US prosecutors confirm Uber under criminal investigation
14 Dec 2017
A letter was made public yesterday in Waymo's civil suit against Uber, which confirmed that the ride-share service is under a US criminal investigation.
The US Attorney's Office in Northern California sent the letter to US judge William Alsup last month to share some of what they have learned "in the course of a United States' pending criminal investigation," according to a copy of the paperwork obtained by AFP.
Alsup had referred the case to the justice department to investigate possible criminal charges, but prosecutors had maintained a silence after that.
Information shared by the department with Alsup raised the possibility that Uber operated a programme to hide nefarious tactics, which led to a furore in the courtroom.
It also led to a delay in the trial for a second time, with the judge setting a new start date of 5 February.
The US Attorney's Office said in the letter to Alsup that they interviewed former Uber manager of global intelligence Richard Jacobs, who said that "employees routinely used non-attributable electronic devices to store and transmit information that they wished to separate from Uber's official systems."

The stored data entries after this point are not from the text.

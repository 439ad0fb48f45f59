//! Index trait for pluggable auxiliary search structures

use std::fmt;

use crate::distance::DistanceMetric;
use crate::error::Result;
use crate::record::RecordId;
use crate::vector::Vector;

/// An auxiliary structure the query engine may consult instead of a full
/// scan.
///
/// The store keeps the index in lockstep with its records: `add` is called
/// for every successful insert and `remove` for every removal. The index is
/// part of each snapshot, so it is `Clone`; a write that happens while a
/// snapshot is outstanding clones the index.
///
/// Candidates are re-ranked with exact distances against the snapshot, so an
/// index only has to find the right neighborhood. Ids the snapshot does not
/// hold are ignored.
pub trait Index: Clone + Send + Sync + fmt::Debug {
    /// Add a vector under the given record id. The vector is the one the
    /// store keeps in the record; cloning it shares the coordinates.
    fn add(&mut self, id: RecordId, vector: &Vector) -> Result<()>;

    /// Remove the vector stored under `id`, if any.
    fn remove(&mut self, id: RecordId);

    /// Return up to `k` candidate ids near `query`, or `None` to request an
    /// exact scan.
    fn candidates(&self, query: &[f32], k: usize) -> Result<Option<Vec<RecordId>>>;

    /// The metric the index was built for. The engine consults the index only
    /// for queries under this metric.
    fn metric(&self) -> Option<DistanceMetric>;

    /// The number of live vectors in this index.
    fn len(&self) -> usize;

    /// Whether the index is empty.
    fn is_empty(&self) -> bool {
        self.len() == 0
    }
}

/// The default: no auxiliary index, every query is an exact scan.
#[derive(Debug, Clone, Copy, Default, PartialEq, Eq)]
pub struct NoIndex;

impl Index for NoIndex {
    fn add(&mut self, _id: RecordId, _vector: &Vector) -> Result<()> {
        Ok(())
    }

    fn remove(&mut self, _id: RecordId) {}

    fn candidates(&self, _query: &[f32], _k: usize) -> Result<Option<Vec<RecordId>>> {
        Ok(None)
    }

    fn metric(&self) -> Option<DistanceMetric> {
        None
    }

    fn len(&self) -> usize {
        0
    }
}
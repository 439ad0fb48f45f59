//! Property tests for store invariants

use proptest::prelude::*;
use std::collections::BTreeSet;
use vecstore::{DistanceMetric, Metadata, RecordId, VectorStore, VectorStoreError};

#[derive(Debug, Clone)]
enum Op {
    Insert(Vec<f32>),
    Remove(u64),
}

fn op_strategy(dim: usize) -> impl Strategy<Value = Op> {
    prop_oneof![
        3 => prop::collection::vec(-100.0f32..100.0, dim).prop_map(Op::Insert),
        1 => (0u64..64).prop_map(Op::Remove),
    ]
}

proptest! {
    #![proptest_config(ProptestConfig::with_cases(64))]

    #[test]
    fn size_tracks_inserts_minus_removes(ops in prop::collection::vec(op_strategy(3), 0..120)) {
        let store = VectorStore::new();
        let mut live = BTreeSet::new();
        let mut next = 0u64;

        for op in ops {
            match op {
                Op::Insert(v) => {
                    let id = store.insert(v, Metadata::new()).unwrap();
                    prop_assert_eq!(id, RecordId::new(next));
                    live.insert(next);
                    next += 1;
                }
                Op::Remove(id) => {
                    let removed = store.remove(RecordId::new(id));
                    prop_assert_eq!(removed, live.remove(&id));
                }
            }
            prop_assert_eq!(store.len(), live.len());
        }

        let seen: BTreeSet<u64> = store.snapshot().records().map(|r| r.id().get()).collect();
        prop_assert_eq!(seen, live);
    }

    #[test]
    fn mismatched_dimension_never_changes_size(
        first in prop::collection::vec(-10.0f32..10.0, 1..8),
        other_len in 1usize..8,
    ) {
        prop_assume!(other_len != first.len());
        let store = VectorStore::new();
        store.insert_vector(first.clone()).unwrap();

        let result = store.insert_vector(vec![0.0; other_len]);
        let is_mismatch = matches!(result, Err(VectorStoreError::DimensionMismatch { .. }));
        prop_assert!(is_mismatch);
        prop_assert_eq!(store.len(), 1);
        prop_assert_eq!(store.stats().next_id, RecordId::new(1));
    }

    #[test]
    fn results_are_sorted_distinct_and_clamped(
        vectors in prop::collection::vec(prop::collection::vec(-5.0f32..5.0, 4), 1..40),
        query in prop::collection::vec(-5.0f32..5.0, 4),
        top_k in 1usize..60,
    ) {
        let store = VectorStore::new();
        for v in &vectors {
            store.insert_vector(v.clone()).unwrap();
        }

        for metric in [DistanceMetric::Euclidean, DistanceMetric::Cosine] {
            let results = store.search_with(&query, top_k, &metric, None).unwrap();
            prop_assert_eq!(results.len(), top_k.min(vectors.len()));

            let distinct: BTreeSet<RecordId> = results.iter().map(|r| r.id).collect();
            prop_assert_eq!(distinct.len(), results.len());
            for w in results.windows(2) {
                prop_assert!((w[0].distance, w[0].id) <= (w[1].distance, w[1].id));
            }
        }
    }
}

Uber's attorneys assured the judge that no information taken from Waymo ever touched Uber servers.
Meanwhile, Uber Technologies Inc directors were accused of failing to properly review the ride-sharing company's $680 million acquisition of a self-driving technology firm that stands accused of stealing trade secrets from a unit of Alphabet Inc.
The board of Uber approved the purchase of a company owned by former Google engineer Anthony Levandowski, who is accused of stealing seven years of research material about self-driving cars from his former employer, according to an investor's lawsuit in Delaware Chancery Court.
The suit was filed yesterday by Uber investor Lenza McElrath III, who has accused the directors of ignoring ''red flags'' about the 2016 acquisition of Levandowski's firm that amounted to ''an improper and potentially criminal raiding of Google's assets,'' according to the complaint.